Department of Biostatistics & Bioinformatics, Duke University, Durham, North Carolina, USA.
Department of Biostatistics, University of North Carolina at Chapel Hill, Chapel Hill, North Carolina, USA.
Mov Disord. 2022 Sep;37(9):1904-1914. doi: 10.1002/mds.29154. Epub 2022 Jul 16.
Longitudinal item response theory (IRT) models previously suggested that the Movement Disorder Society Unified Parkinson's Disease Rating Scale (MDS-UPDRS) motor examination has two salient domains, tremor and nontremor, that progress in time and in response to treatment differently.

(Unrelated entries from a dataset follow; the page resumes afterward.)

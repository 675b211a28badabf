//! Rendering - the application shell and both views.
//!
//! ## Modules
//!
//! - `carousel` - The featured-works track on the home view
//! - `gallery` - Filter bar, artwork grid, and CTA block
//! - `overlays` - Lightbox and enquiry modal
//! - `toasts` - Transient notification stack

pub mod carousel;
pub mod gallery;
pub mod overlays;
pub mod toasts;

use crate::app::Atelier;
use crate::constants::{FOOTER_HEIGHT, HEADER_HEIGHT, PADDING_LG};
use crate::types::AppView;
use gpui::*;
use gpui_component::{h_flex, ActiveTheme as _};

impl Render for Atelier {
    fn render(&mut self, window: &mut Window, cx: &mut Context<Self>) -> impl IntoElement {
        // Keep the frame loop alive while anything is animating
        if self.needs_frames() {
            self.request_frame(window, cx);
        }

        let view = self.navigation.view;

        div()
            .size_full()
            .flex()
            .flex_col()
            .bg(cx.theme().background)
            .text_color(cx.theme().foreground)
            .on_mouse_down(MouseButton::Left, cx.listener(Self::handle_mouse_down))
            .on_mouse_move(cx.listener(Self::handle_mouse_move))
            .on_mouse_up(MouseButton::Left, cx.listener(Self::handle_mouse_up))
            .on_scroll_wheel(cx.listener(Self::handle_scroll))
            .on_key_down(cx.listener(Self::handle_key_down))
            .child(render_header(view, cx))
            .child(match view {
                AppView::Home => carousel::render_home(self, cx).into_any_element(),
                AppView::Gallery => gallery::render_gallery(self, cx).into_any_element(),
            })
            .child(render_footer(cx))
            .children(overlays::lightbox::render_lightbox(self, cx))
            .children(overlays::enquiry::render_enquiry_modal(self, window, cx))
            .child(toasts::render_toasts(self, cx))
    }
}

/// Render a header nav link.
fn nav_link(
    id: &'static str,
    label: &'static str,
    active: bool,
    on_click: impl Fn(&mut Atelier, &mut Window, &mut Context<Atelier>) + 'static,
    cx: &Context<Atelier>,
) -> Stateful<Div> {
    let fg = if active {
        cx.theme().foreground
    } else {
        cx.theme().muted_foreground
    };
    let underline = if active {
        cx.theme().foreground
    } else {
        cx.theme().transparent
    };

    div()
        .id(id)
        .px(px(12.0))
        .py(px(6.0))
        .border_b_2()
        .border_color(underline)
        .text_sm()
        .text_color(fg)
        .cursor_pointer()
        .hover(|s| s.text_color(cx.theme().foreground))
        .on_click(cx.listener(move |this, _, window, cx| on_click(this, window, cx)))
}

fn render_header(view: AppView, cx: &Context<Atelier>) -> impl IntoElement {
    h_flex()
        .w_full()
        .h(px(HEADER_HEIGHT))
        .px(px(PADDING_LG * 2.0))
        .items_center()
        .justify_between()
        .border_b_1()
        .border_color(cx.theme().border)
        .child(
            div()
                .text_lg()
                .font_weight(FontWeight::BOLD)
                .child("ATELIER"),
        )
        .child(
            h_flex()
                .gap(px(8.0))
                .child(nav_link(
                    "nav-home",
                    "Home",
                    view == AppView::Home,
                    |this, _, cx| this.show_home(cx),
                    cx,
                ))
                .child(nav_link(
                    "nav-gallery",
                    "Gallery",
                    view == AppView::Gallery,
                    |this, _, cx| this.show_gallery(cx),
                    cx,
                )),
        )
}

fn render_footer(cx: &Context<Atelier>) -> impl IntoElement {
    h_flex()
        .w_full()
        .h(px(FOOTER_HEIGHT))
        .px(px(PADDING_LG * 2.0))
        .items_center()
        .justify_between()
        .border_t_1()
        .border_color(cx.theme().border)
        .child(
            div()
                .text_xs()
                .text_color(cx.theme().muted_foreground)
                .child("© 2026 Atelier — all works by the artist"),
        )
        .child(
            div()
                .text_xs()
                .text_color(cx.theme().muted_foreground)
                .child("Originals and commissions"),
        )
}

Apply longitudinal IRT modeling, separating tremor and nontremor domains, to reanalyze outcomes in the previously published clinical trial (Study of Urate Elevation in Parkinson's Disease, Phase 3) that showed no overall treatment effects.
We applied unidimensional and multidimensional longitudinal IRT models to MDS-UPDRS motor examination items in 298 participants with Parkinson's disease from the Study of Urate Elevation in Parkinson's Disease, Phase 3 (placebo vs. inosine) study. We separated 10 tremor items from 23 nontremor items and used Bayesian inference to estimate progression rates and sensitivity to treatment in overall motor severity and tremor and nontremor domains.
The progression rate was faster in the tremor domain than the nontremor domain before levodopa treatment. Inosine treatment had no effect on either domain relative to placebo. Levodopa treatment was associated with greater slowing of progression in the tremor domain than the nontremor domain regardless of inosine exposure. Linear patterns of progression were observed. Despite different domain-specific progression patterns, tremor and nontremor severities at baseline and over time were significantly correlated.
Longitudinal IRT analysis is a novel statistical method addressing limitations of traditional linear regression approaches. It is particularly useful because it can simultaneously monitor changes in different, but related, domains over time and in response to treatment interventions. We suggest that in neurological diseases with distinct impairment domains, clinical or anatomical, this application may identify patterns of change unappreciated by standard statistical methods. © 2022 International Parkinson and Movement Disorder Society.
纵向项目反应理论(IRT)模型先前表明,运动障碍协会统一帕金森病评定量表(MDS-UPDRS)运动检查有两个明显的领域,震颤和非震颤,它们随时间推移和对治疗的反应而不同。
应用纵向 IRT 建模,分离震颤和非震颤领域,重新分析先前发表的临床试验(帕金森病尿酸升高研究,第 3 阶段)的结果,该试验显示没有总体治疗效果。
我们应用单维和多维纵向 IRT 模型对来自帕金森病尿酸升高研究,第 3 阶段(安慰剂与肌苷)研究的 298 名帕金森病患者的 MDS-UPDRS 运动检查项目进行分析。我们将 10 个震颤项目与 23 个非震颤项目分开,并使用贝叶斯推理来估计总体运动严重程度以及震颤和非震颤领域的进展速度和对治疗的敏感性。
在左旋多巴治疗之前,震颤域的进展速度比非震颤域快。与安慰剂相比,肌苷治疗对两个领域都没有影响。无论是否使用肌苷,左旋多巴治疗都与震颤域的进展速度比非震颤域慢有关。观察到线性进展模式。尽管存在不同的特定领域进展模式,但震颤和非震颤严重程度在基线和随时间的变化与基线和随时间的变化显著相关。
纵向 IRT 分析是一种新颖的统计方法,解决了传统线性回归方法的局限性。它特别有用,因为它可以同时监测不同但相关领域随时间和治疗干预的变化。我们建议,在具有明显损伤领域的神经疾病中,如临床或解剖学领域,这种应用可能会发现标准统计方法无法识别的变化模式。© 2022 国际帕金森病和运动障碍协会。